I led my poor exhausted troupe to a dinner at the Hotel Punta Gorda, an immense pile of masonry with corner turrets and big central tower, thrown together a few years before when this Gulf fishing camp became the southern terminus of the west coast railroad. The hotel contained over five hundred empty rooms, more than enough to bed every human being on this southwest coast. As Eddie rolled his eyes for his father’s benefit, Carrie ran wild down the corridors with Lucius hard behind, although both were near tears with fatigue from their long journey.

At supper, my rambunctious daughter declared for the whole dining room to hear, “I bet they wouldn’t never dare to serve us beets!” Then the waiter arrived, and he says, “Folks, if there’s one item on our menu you just better try, that’s our fresh beets.” And Carrie sings out, “Well, Mister Waiter, if I was you, I’d just hold back on them beets. If it looks like a beet or tastes like a beet, let alone stinks like a beet, don’t you dare bring it to our Watson table.”
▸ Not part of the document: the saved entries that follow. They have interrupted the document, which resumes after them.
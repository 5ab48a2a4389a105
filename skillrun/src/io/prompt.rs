//! Decision and final-answer prompt builder.
//!
//! Prompts are rendered from embedded templates whose sections are marked with
//! `<!-- section:KEY required|droppable -->`. When the rendered decision prompt
//! exceeds the turn's prompt budget, droppable sections are removed in a fixed
//! order.

use std::collections::BTreeMap;
use std::sync::LazyLock;

use anyhow::Result;
use minijinja::{Environment, context};
use regex::Regex;
use serde::Serialize;
use sha2::{Digest, Sha256};
use tracing::debug;

use crate::core::budget::{compute_token_budget, estimate_tokens};
use crate::core::types::{SkillCandidate, StepExecutionResult, TokenBudget};
use crate::mcp::ToolInfo;
use crate::skills::registry::CatalogEntry;

const DECISION_TEMPLATE: &str = include_str!("prompts/decision.md");
const FINAL_ANSWER_TEMPLATE: &str = include_str!("prompts/final_answer.md");

/// Bytes allowed per allocated prompt token.
pub const BYTES_PER_TOKEN: usize = 4;

/// Droppable sections, least important first.
const DROP_ORDER: [&str; 3] = ["session", "mcp_tools", "catalog"];

struct PromptEngine {
    env: Environment<'static>,
}

impl PromptEngine {
    fn new() -> Self {
        let mut env = Environment::new();
        env.add_template("decision", DECISION_TEMPLATE)
            .expect("decision template should be valid");
        env.add_template("final_answer", FINAL_ANSWER_TEMPLATE)
            .expect("final answer template should be valid");
        Self { env }
    }
}

static ENGINE: LazyLock<PromptEngine> = LazyLock::new(PromptEngine::new);

#[derive(Debug, Clone)]
struct ParsedSection {
    key: String,
    required: bool,
    content: String,
}

fn parse_sections(rendered: &str) -> Vec<ParsedSection> {
    static SECTION_RE: LazyLock<Regex> = LazyLock::new(|| {
        Regex::new(r"<!--\s*section:(\w+)\s+(required|droppable)\s*-->")
            .expect("section marker pattern should be valid")
    });

    let markers: Vec<_> = SECTION_RE.captures_iter(rendered).collect();
    let mut sections = Vec::with_capacity(markers.len());
    for (idx, caps) in markers.iter().enumerate() {
        let (Some(whole), Some(key), Some(kind)) = (caps.get(0), caps.get(1), caps.get(2)) else {
            continue;
        };
        let end = markers
            .get(idx + 1)
            .and_then(|next| next.get(0))
            .map_or(rendered.len(), |next| next.start());
        let content = rendered[whole.end()..end].trim().to_string();
        let required = kind.as_str() == "required";
        if !content.is_empty() || required {
            sections.push(ParsedSection {
                key: key.as_str().to_string(),
                required,
                content,
            });
        }
    }
    sections
}

/// Remove droppable sections until the prompt fits `budget_bytes`. Returns dropped keys.
fn apply_budget_to_sections(sections: &mut Vec<ParsedSection>, budget_bytes: usize) -> Vec<String> {
    let total_len = |secs: &[ParsedSection]| -> usize {
        let separators = secs.len().saturating_sub(1) * 2;
        secs.iter().map(|s| s.content.len()).sum::<usize>() + separators
    };

    let mut dropped = Vec::new();
    for key in DROP_ORDER {
        if total_len(sections) <= budget_bytes {
            break;
        }
        if let Some(idx) = sections.iter().position(|s| s.key == key && !s.required) {
            debug!(
                section = key,
                bytes_dropped = sections[idx].content.len(),
                "dropped section for budget"
            );
            sections.remove(idx);
            dropped.push(key.to_string());
        }
    }
    dropped
}

fn render_sections(sections: &[ParsedSection]) -> String {
    sections
        .iter()
        .map(|s| s.content.as_str())
        .collect::<Vec<_>>()
        .join("\n\n")
}

/// Everything the decision prompt is built from.
#[derive(Debug, Clone, Copy)]
pub struct PromptInputs<'a> {
    pub task: &'a str,
    pub candidates: &'a [SkillCandidate],
    pub catalog: &'a [CatalogEntry],
    pub disclosed: &'a BTreeMap<String, String>,
    pub step_results: &'a [StepExecutionResult],
    pub session_context: Option<&'a str>,
    /// Skill whose self-handoff was just blocked.
    pub blocked_skill: Option<&'a str>,
    pub mcp_tools: &'a [ToolInfo],
    pub use_native_tools: bool,
}

/// A composed prompt and the budget it was sized against.
#[derive(Debug, Clone, PartialEq)]
pub struct PromptBuild {
    pub prompt: String,
    pub budget: TokenBudget,
    pub estimated_input_tokens: usize,
    pub dropped_sections: Vec<String>,
    /// Disclosure keys left out to stay within the disclosure allocation.
    pub omitted_disclosures: Vec<String>,
}

#[derive(Serialize)]
struct RunState<'a> {
    executed_steps: &'a [StepExecutionResult],
    executed_step_count: usize,
}

/// Build the per-turn decision prompt.
pub fn build_decision_prompt(
    inputs: &PromptInputs<'_>,
    max_context_tokens: usize,
    response_headroom_tokens: usize,
) -> Result<PromptBuild> {
    let disclosed = serde_json::to_string(inputs.disclosed)?;
    let budget = compute_token_budget(max_context_tokens, response_headroom_tokens, &disclosed);
    let (disclosed, omitted_disclosures) =
        fit_disclosed(inputs.disclosed, &disclosed, budget.allocated_disclosure_tokens)?;
    let run_state = serde_json::to_string(&RunState {
        executed_steps: inputs.step_results,
        executed_step_count: inputs.step_results.len(),
    })?;
    let mcp_tools = if inputs.mcp_tools.is_empty() {
        None
    } else {
        Some(serde_json::to_string(inputs.mcp_tools)?)
    };

    let template = ENGINE.env.get_template("decision")?;
    let rendered = template.render(context! {
        use_native_tools => inputs.use_native_tools,
        task => inputs.task.trim(),
        blocked_skill => inputs.blocked_skill,
        session_context => inputs.session_context.map(str::trim).filter(|s| !s.is_empty()),
        run_state => run_state,
        catalog => serde_json::to_string(inputs.catalog)?,
        candidates => serde_json::to_string(inputs.candidates)?,
        disclosed => disclosed,
        mcp_tools => mcp_tools,
    })?;

    let mut sections = parse_sections(&rendered);
    let budget_bytes = budget.allocated_prompt_tokens.saturating_mul(BYTES_PER_TOKEN);
    let dropped_sections = apply_budget_to_sections(&mut sections, budget_bytes);
    let prompt = render_sections(&sections);
    Ok(PromptBuild {
        estimated_input_tokens: estimate_tokens(&prompt),
        prompt,
        budget,
        dropped_sections,
        omitted_disclosures,
    })
}

/// Serialized disclosure that fits `allowance_tokens`.
///
/// Snippets are kept whole, in key order; any that would push the estimate
/// past the allowance are left out and their keys returned.
fn fit_disclosed(
    disclosed: &BTreeMap<String, String>,
    serialized: &str,
    allowance_tokens: usize,
) -> Result<(String, Vec<String>)> {
    if estimate_tokens(serialized) <= allowance_tokens {
        return Ok((serialized.to_string(), Vec::new()));
    }
    let mut kept: BTreeMap<&str, &str> = BTreeMap::new();
    let mut omitted = Vec::new();
    for (key, value) in disclosed {
        kept.insert(key, value);
        if estimate_tokens(&serde_json::to_string(&kept)?) > allowance_tokens {
            kept.remove(key.as_str());
            omitted.push(key.clone());
        }
    }
    debug!(omitted = omitted.len(), allowance_tokens, "disclosure trimmed to allocation");
    Ok((serde_json::to_string(&kept)?, omitted))
}

/// One successful step's output offered to final-answer synthesis.
#[derive(Debug, Clone, PartialEq, Eq, Serialize)]
pub struct Evidence {
    pub step_id: String,
    pub stdout: String,
}

/// Build the tool-free prompt asking for a direct final answer.
pub fn build_final_answer_prompt(
    task: &str,
    preliminary_summary: Option<&str>,
    evidence: &[Evidence],
) -> Result<String> {
    let template = ENGINE.env.get_template("final_answer")?;
    let rendered = template.render(context! {
        task => task.trim(),
        preliminary => preliminary_summary.map(str::trim).filter(|s| !s.is_empty()),
        evidence => serde_json::to_string(evidence)?,
    })?;
    Ok(render_sections(&parse_sections(&rendered)))
}

/// Hex sha256 of a composed prompt.
pub fn prompt_hash(prompt: &str) -> String {
    hex::encode(Sha256::digest(prompt.as_bytes()))
}

#[cfg(test)]
mod tests {
    use super::*;
    use crate::core::types::StepStatus;

    fn catalog() -> Vec<CatalogEntry> {
        vec![CatalogEntry {
            name: "inventory".to_string(),
            description: "List files ".repeat(40),
            version: "0.1.0".to_string(),
            tags: vec!["files".to_string()],
            allowed_tools: Vec::new(),
            references_index: vec!["references/guide.md".to_string()],
            scripts_index: Vec::new(),
        }]
    }

    fn candidates() -> Vec<SkillCandidate> {
        vec![SkillCandidate {
            skill_name: "inventory".to_string(),
            score: 90.0,
            reason: "Matched name/description/tags".to_string(),
        }]
    }

    fn inputs<'a>(
        catalog: &'a [CatalogEntry],
        candidates: &'a [SkillCandidate],
        disclosed: &'a BTreeMap<String, String>,
        steps: &'a [StepExecutionResult],
    ) -> PromptInputs<'a> {
        PromptInputs {
            task: "inventory files",
            candidates,
            catalog,
            disclosed,
            step_results: steps,
            session_context: Some("[{\"task\":\"earlier\"}]"),
            blocked_skill: None,
            mcp_tools: &[],
            use_native_tools: false,
        }
    }

    /// Verifies sections appear in a fixed order with the JSON instruction.
    #[test]
    fn decision_prompt_sections_are_ordered() {
        let catalog = catalog();
        let candidates = candidates();
        let disclosed = BTreeMap::from([("section:Purpose".to_string(), "Count files.".to_string())]);
        let steps = vec![StepExecutionResult {
            step_id: "step-1".to_string(),
            turn_index: 1,
            exit_code: 0,
            stdout_summary: "a.md".to_string(),
            stderr_summary: String::new(),
            retry_count: 0,
            status: StepStatus::Success,
            stdout_artifact: None,
            stderr_artifact: None,
        }];
        let build = build_decision_prompt(&inputs(&catalog, &candidates, &disclosed, &steps), 32_000, 2_000)
            .expect("build");
        let prompt = &build.prompt;

        assert!(prompt.contains("Skill calls are OPTIONAL."));
        assert!(prompt.contains("Return ONLY a JSON object"));
        let order = [
            "TASK:\ninventory files",
            "SESSION_CONTEXT:",
            "RUN_STATE:",
            "ALL_SKILL_FRONTMATTER:",
            "CANDIDATE_SKILLS:",
            "DISCLOSED_CONTEXT:",
        ];
        let positions: Vec<usize> = order
            .iter()
            .map(|needle| prompt.find(needle).unwrap_or_else(|| panic!("missing {needle}")))
            .collect();
        assert!(positions.windows(2).all(|pair| pair[0] < pair[1]));
        assert!(prompt.contains("\"executed_step_count\":1"));
        assert!(!prompt.contains("MCP_TOOLS:"));
        assert!(!prompt.contains("<!--"));
        assert!(build.dropped_sections.is_empty());
        assert_eq!(build.estimated_input_tokens, estimate_tokens(prompt));
    }

    #[test]
    fn native_mode_and_blocked_skill_change_instruction() {
        let catalog = catalog();
        let candidates = candidates();
        let disclosed = BTreeMap::new();
        let mut input = inputs(&catalog, &candidates, &disclosed, &[]);
        input.use_native_tools = true;
        input.blocked_skill = Some("inventory");
        let prompt = build_decision_prompt(&input, 32_000, 2_000)
            .expect("build")
            .prompt;
        assert!(prompt.contains("agent_decision tool"));
        assert!(!prompt.contains("Return ONLY a JSON object"));
        assert!(prompt.contains("CONSTRAINT:\nHanding off to skill \"inventory\" again is blocked."));
    }

    /// Verifies a tight budget drops session context before the catalog.
    #[test]
    fn tight_budget_drops_droppable_sections_in_order() {
        let catalog = catalog();
        let candidates = candidates();
        let disclosed = BTreeMap::new();
        let input = inputs(&catalog, &candidates, &disclosed, &[]);

        let full = build_decision_prompt(&input, 100_000, 0).expect("build");
        let catalog_len = full
            .prompt
            .find("CANDIDATE_SKILLS:")
            .expect("candidates")
            - full.prompt.find("ALL_SKILL_FRONTMATTER:").expect("catalog");

        // Enough room once the session and catalog sections are gone.
        let target_bytes = full.prompt.len() - catalog_len;
        let tokens = target_bytes / BYTES_PER_TOKEN;
        let build = build_decision_prompt(&input, tokens, 0).expect("build");
        assert_eq!(build.dropped_sections, vec!["session", "catalog"]);
        assert!(!build.prompt.contains("SESSION_CONTEXT:"));
        assert!(!build.prompt.contains("ALL_SKILL_FRONTMATTER:"));
        assert!(build.prompt.contains("TASK:"));
        assert!(build.prompt.contains("DISCLOSED_CONTEXT:"));
    }

    /// Verifies disclosed snippets never take more than half the available budget.
    #[test]
    fn disclosure_is_trimmed_to_its_allocation() {
        let catalog = catalog();
        let candidates = candidates();
        let disclosed = BTreeMap::from([
            ("references/big.md".to_string(), "B".repeat(4_000)),
            ("section:Purpose".to_string(), "Count files.".to_string()),
        ]);
        let input = inputs(&catalog, &candidates, &disclosed, &[]);

        let roomy = build_decision_prompt(&input, 32_000, 2_000).expect("build");
        assert!(roomy.omitted_disclosures.is_empty());
        assert!(roomy.prompt.contains(&"B".repeat(4_000)));

        let tight = build_decision_prompt(&input, 1_000, 0).expect("build");
        assert_eq!(tight.budget.allocated_disclosure_tokens, 500);
        assert_eq!(tight.omitted_disclosures, vec!["references/big.md"]);
        assert!(!tight.prompt.contains("BBBB"));
        assert!(tight.prompt.contains("Count files."));
    }

    #[test]
    fn final_answer_prompt_embeds_evidence() {
        let evidence = vec![Evidence {
            step_id: "step-1".to_string(),
            stdout: "README.md".to_string(),
        }];
        let prompt = build_final_answer_prompt("list docs", None, &evidence).expect("build");
        assert!(prompt.starts_with("You are generating the final answer"));
        assert!(prompt.contains("PRELIMINARY_SUMMARY:\n(none)"));
        assert!(prompt.contains("TOOL_EVIDENCE:\n[{\"step_id\":\"step-1\",\"stdout\":\"README.md\"}]"));
    }

    #[test]
    fn prompt_hash_is_sha256_hex() {
        assert_eq!(
            prompt_hash("abc"),
            "ba7816bf8f01cfea414140de5dae2223b00361a396177a9cb410ff61f20015ad"
        );
    }
}
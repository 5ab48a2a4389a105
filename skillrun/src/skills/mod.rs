//! Skill packs: parsing, catalog loading, and staged disclosure.

pub mod disclosure;
pub mod parser;
pub mod registry;
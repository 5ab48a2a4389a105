//! Rewrites model-proposed shell commands into workspace-scoped forms.

use std::sync::LazyLock;

use regex::Regex;

/// Directories excluded from file discovery.
pub const NOISY_DIRS: [&str; 3] = [".venv", "runs", ".git"];

const DEFAULT_LIST_LIMIT: usize = 20;

static FIND_BY_NAME: LazyLock<Regex> = LazyLock::new(|| {
    Regex::new(r#"find\s+\.\s+-type\s+f\s+-name\s+['"]([^'"]+)['"]"#).expect("find pattern")
});
static HEAD_LIMIT: LazyLock<Regex> =
    LazyLock::new(|| Regex::new(r"head\s+-(?:n\s*)?(\d+)").expect("head pattern"));
static RG_FILES: LazyLock<Regex> = LazyLock::new(|| {
    Regex::new(r#"rg\s+--files(?:\s+-g\s+["'][^"']+["'])+"#).expect("rg files pattern")
});
static RG_INCLUDE_GLOB: LazyLock<Regex> =
    LazyLock::new(|| Regex::new(r#"-g\s+["']([^!"'][^"']*)["']"#).expect("rg glob pattern"));
static RG_SEARCH: LazyLock<Regex> =
    LazyLock::new(|| Regex::new(r#"rg\s+"([^"]*)""#).expect("rg search pattern"));

/// Normalize a `run_command` command line.
///
/// With `rg` available, `find . -type f -name GLOB` becomes an `rg --files`
/// listing that skips [`NOISY_DIRS`]. Without it, `rg` invocations are
/// rewritten to `find`/`grep` equivalents.
pub fn normalize_command(command: &str, rg_available: bool) -> String {
    let normalized = command.trim();
    if rg_available {
        if let Some(caps) = FIND_BY_NAME.captures(normalized) {
            let glob = &caps[1];
            let limit = HEAD_LIMIT
                .captures(normalized)
                .and_then(|caps| caps[1].parse::<usize>().ok())
                .unwrap_or(DEFAULT_LIST_LIMIT);
            let excludes = NOISY_DIRS
                .iter()
                .map(|dir| format!("-g \"!{dir}/**\""))
                .collect::<Vec<_>>()
                .join(" ");
            return format!("rg --files -g \"{glob}\" {excludes} | head -n {limit}");
        }
        return normalized.to_string();
    }
    rewrite_without_rg(normalized)
}

/// `find` listing for `glob` that skips [`NOISY_DIRS`].
pub fn build_find_command(glob: &str, limit: Option<usize>) -> String {
    let excludes = NOISY_DIRS
        .iter()
        .map(|dir| format!("-not -path \"./{dir}/*\""))
        .collect::<Vec<_>>()
        .join(" ");
    let command = format!("find . -type f -name \"{glob}\" {excludes}");
    match limit {
        Some(limit) => format!("{command} | head -n {limit}"),
        None => command,
    }
}

fn rewrite_without_rg(command: &str) -> String {
    let mut rewritten = command.to_string();
    if let Some(found) = RG_FILES.find(&rewritten) {
        let glob = RG_INCLUDE_GLOB
            .captures(found.as_str())
            .map(|caps| caps[1].to_string())
            .unwrap_or_else(|| "*".to_string());
        rewritten = format!(
            "{}{}{}",
            &rewritten[..found.start()],
            build_find_command(&glob, None),
            &rewritten[found.end()..]
        );
    }
    RG_SEARCH
        .replace_all(&rewritten, r#"grep -E "$1""#)
        .into_owned()
}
The boys seized this excuse to whoop, we were all laughing, even Rob, although Mandy pretended to be shocked by her daughter’s “wild deportment, uncouth speech, and frontier grammar.” Even Erskine Thompson, who was to sour at an early age, smiled a smile as thin as a hairline crack in glass.

Sailing south next day, we stopped off for the night at Panther Key to let my inland family hear sea stories told by old Juan Gomez, famous ex-pirate and world champion liar who came to an end a few years later when he tangled his foot in his old cast net and threw himself overboard and drowned at his official age of one hundred twenty-three. Next morning we trolled fish lines south, had good fishing all the way to Chatham River. Infected by old Gomez with the ambition to be pirates, the boys shouted in excitement as the schooner came in off the Gulf and negotiated the river’s hidden entrance. I pointed out the tropic hardwood forest rising behind the mangrove walls as we tacked upstream, and the red gumbo-limbos found on Indian mounds and in swamp country near high water which were always sign of high ground and good soil. “Gumber-limber,” Lucius laughed, enjoying those funny words, as Eddie shook his head in pity.